CF 0 , the proton channel of chloroplast ATP synthase

The discharge of the flash‐induced transmembrane voltage through the exposed proton channel, CF 0 , of the chloroplast ATP synthase, CF 0 CF 1 was investigated. EDTA treatment of thylakoid membranes exposed approximately 50% of total CF 0 by removal of the CF 1 counterparts. This greatly accelerated the decay of the transmembrane voltage, as was apparent from electrochromic‐absorption changes of intrinsic pigments and by pH‐indicating‐absorption changes of added dyes. Two decay processes were discernible, one rapid with a typical half‐decay time of 2 ms, and a slower one with a half‐decay time variable between 20 – 100 ms. Both were sensitive to CF 0 inhibitors, but only the rapid decay process was also inhibited by added CF 1 . CF 1 was effective in surprisingly small amounts, which were significantly lower than those previously removed by EDTA treatment. This finding corroborated our previous conclusion that the rapid decay of the transmembrane voltage was attributable to only a few high‐conductance channels among many CF 0 molecules, typically in the order of one channel CF 1 ‐depleted EDTA vesicle.

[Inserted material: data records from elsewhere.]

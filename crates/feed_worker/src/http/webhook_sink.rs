use common::webhook::WebhookClient;
use tracing::{info, warn};

/// Destination for mapped notification payloads.
///
/// `submit` must not block the caller: delivery happens in the background
/// and only its outcome is logged. No retry.
pub trait NotificationSink: Send + Sync {
    fn submit(&self, payload: String);
}

/// Webhook-backed sink: each payload becomes one asynchronous HTTP POST.
///
/// A failed delivery is logged and dropped so that it can never stall or
/// kill the change-feed subscription driving it.
pub struct WebhookNotificationSink {
    client: WebhookClient,
}

impl WebhookNotificationSink {
    pub fn new(client: WebhookClient) -> Self {
        Self { client }
    }
}

impl NotificationSink for WebhookNotificationSink {
    fn submit(&self, payload: String) {
        let client = self.client.clone();
        tokio::spawn(async move {
            match client.post_json(payload).await {
                Ok(()) => info!("notification delivered"),
                Err(err) => warn!(error = %err, "notification delivery failed"),
            }
        });
    }
}
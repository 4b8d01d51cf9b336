use crate::http::{ApiError, AppState};
use axum::extract::{Path, State};
use axum::response::sse::{Event, KeepAlive, Sse};
use axum::Json;
use common::domain::Person;
use futures_util::stream::{self, Stream};
use std::convert::Infallible;
use std::sync::Arc;
use tracing::warn;

pub async fn list_all_items(
    State(state): State<Arc<AppState>>,
    Path((database, container)): Path<(String, String)>,
) -> Result<Json<Vec<Person>>, ApiError> {
    Ok(Json(state.persons.list_all(&database, &container).await?))
}

/// Non-numeric offsets yield a null body instead of an error status.
pub async fn list_items_by_offset(
    State(state): State<Arc<AppState>>,
    Path((database, container, offset)): Path<(String, String, String)>,
) -> Result<Json<Option<Vec<Person>>>, ApiError> {
    let Ok(offset) = offset.parse::<usize>() else {
        return Ok(Json(None));
    };
    let persons = state
        .persons
        .list_by_age_offset(&database, &container, offset)
        .await?;
    Ok(Json(Some(persons)))
}

/// Server-sent events: one event per preferred-size page of persons.
pub async fn stream_item_pages(
    State(state): State<Arc<AppState>>,
    Path((database, container)): Path<(String, String)>,
) -> Result<Sse<impl Stream<Item = Result<Event, Infallible>>>, ApiError> {
    let pages = state.persons.paged(&database, &container).await?;
    let events: Vec<Event> = pages
        .iter()
        .filter_map(|page| match Event::default().json_data(page) {
            Ok(event) => Some(event),
            Err(err) => {
                warn!(error = %err, "dropping unserializable page");
                None
            }
        })
        .collect();
    Ok(Sse::new(stream::iter(events.into_iter().map(Ok))).keep_alive(KeepAlive::default()))
}

pub async fn get_item(
    State(state): State<Arc<AppState>>,
    Path((database, container, id)): Path<(String, String, String)>,
) -> Result<Json<Option<Person>>, ApiError> {
    Ok(Json(
        state.persons.find_by_id(&database, &container, &id).await?,
    ))
}

pub async fn add_item(
    State(state): State<Arc<AppState>>,
    Path((database, container)): Path<(String, String)>,
    Json(person): Json<Person>,
) -> Result<Json<Option<Person>>, ApiError> {
    Ok(Json(
        state
            .persons
            .add_person(&database, &container, person)
            .await?,
    ))
}
use reqwest::{header::CONTENT_TYPE, StatusCode};
use url::Url;

/// Errors from a single webhook delivery attempt.
#[derive(Debug, thiserror::Error)]
pub enum WebhookError {
    #[error("invalid webhook URL: {0}")]
    InvalidUrl(#[from] url::ParseError),

    #[error("failed to send webhook request: {0}")]
    RequestSend(#[source] reqwest::Error),

    #[error("webhook responded with error [{code}]")]
    ErrorStatus { code: StatusCode },
}

pub type WebhookResult<T> = Result<T, WebhookError>;

/// HTTP client for the notification endpoint.
///
/// One POST per payload: no retry, no signature, no auth headers. Timeouts
/// are whatever the underlying HTTP client defaults to.
#[derive(Debug, Clone)]
pub struct WebhookClient {
    endpoint: Url,
    http_client: reqwest::Client,
}

impl WebhookClient {
    pub fn new(endpoint: &str) -> WebhookResult<Self> {
        Ok(Self {
            endpoint: Url::parse(endpoint)?,
            http_client: reqwest::Client::new(),
        })
    }

    pub fn endpoint(&self) -> &Url {
        &self.endpoint
    }

    /// POSTs a pre-serialized JSON body, reporting only success/failure.
    pub async fn post_json(&self, body: String) -> WebhookResult<()> {
        let response = self
            .http_client
            .post(self.endpoint.clone())
            .header(CONTENT_TYPE, "application/json")
            .body(body)
            .send()
            .await
            .map_err(WebhookError::RequestSend)?;
        let status = response.status();
        if status.is_success() {
            Ok(())
        } else {
            Err(WebhookError::ErrorStatus { code: status })
        }
    }
}
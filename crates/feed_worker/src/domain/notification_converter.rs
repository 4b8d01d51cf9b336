use common::domain::{DomainResult, Notification};
use serde_json::Value;

/// Reinterprets a raw changed document as a [`Notification`].
///
/// Lenient by construction: unknown fields are dropped, missing fields
/// default to null.
pub fn to_notification(doc: Value) -> DomainResult<Notification> {
    Ok(serde_json::from_value(doc)?)
}

/// The canonical JSON text form submitted to the notification sink.
pub fn canonical_json(notification: &Notification) -> DomainResult<String> {
    Ok(serde_json::to_string(notification)?)
}

#[cfg(test)]
mod tests {
    use super::*;
    use serde_json::json;

    #[test]
    fn maps_full_document_to_identical_json() {
        let doc = json!({"id":"u1","name":"Azure Cosmos Updates","message":"hello"});
        let notification = to_notification(doc).unwrap();
        assert_eq!(
            canonical_json(&notification).unwrap(),
            r#"{"id":"u1","name":"Azure Cosmos Updates","message":"hello"}"#
        );
    }

    #[test]
    fn missing_message_defaults_to_null() {
        let doc = json!({"id":"u1","name":"n","_rid":"sys","_ts":170000});
        let notification = to_notification(doc).unwrap();
        assert_eq!(notification.message, None);
        assert_eq!(
            canonical_json(&notification).unwrap(),
            r#"{"id":"u1","name":"n","message":null}"#
        );
    }

    #[test]
    fn non_object_document_is_an_error() {
        assert!(to_notification(json!("just a string")).is_err());
    }
}
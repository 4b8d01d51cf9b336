mod webhook_sink;

pub use webhook_sink::*;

Inhibition of photophosphorylation in control thylakoids was measured as function of the concentration of CF 0 inhibitors. It was compared with the inhibition of proton conduction through exposed CF 0 in EDTA vesicles. Photophosphorylation and proton conduction by the high‐conductance form of CF 0 were inhibited by the same low inhibitor concentrations. This suggested that the high‐conducting form of CF 0 with a time‐averaged single‐channel conductance of 1 pS [Lill, H., Althoff, G. & Junge, W. (1987) J. Membrane Biol. 98 , 69–78] represented the proton channel in the integral enzyme, which acted as a low‐impedance access from the thylakoid lumen to the coupling site in CF 0 CF 1 . The slow decay process was attributed to a majority of low‐conductance CF 0 channels, i. e. about 50 molecules/vesicle. The conductance of these channels was more than 100‐fold lower and they did not compete with the very few highly conducting channels for rebinding of added CF 1 . The low proton conduction of the majority of exposed CF 0 molecules, possibly due to a structural rearrangement, may be protecting the thylakoid membrane against rapid energy dissipation caused by accidental loss of CF 1 . It may also explain the low single‐channel conductance of bacterial F 0 reported in the literature.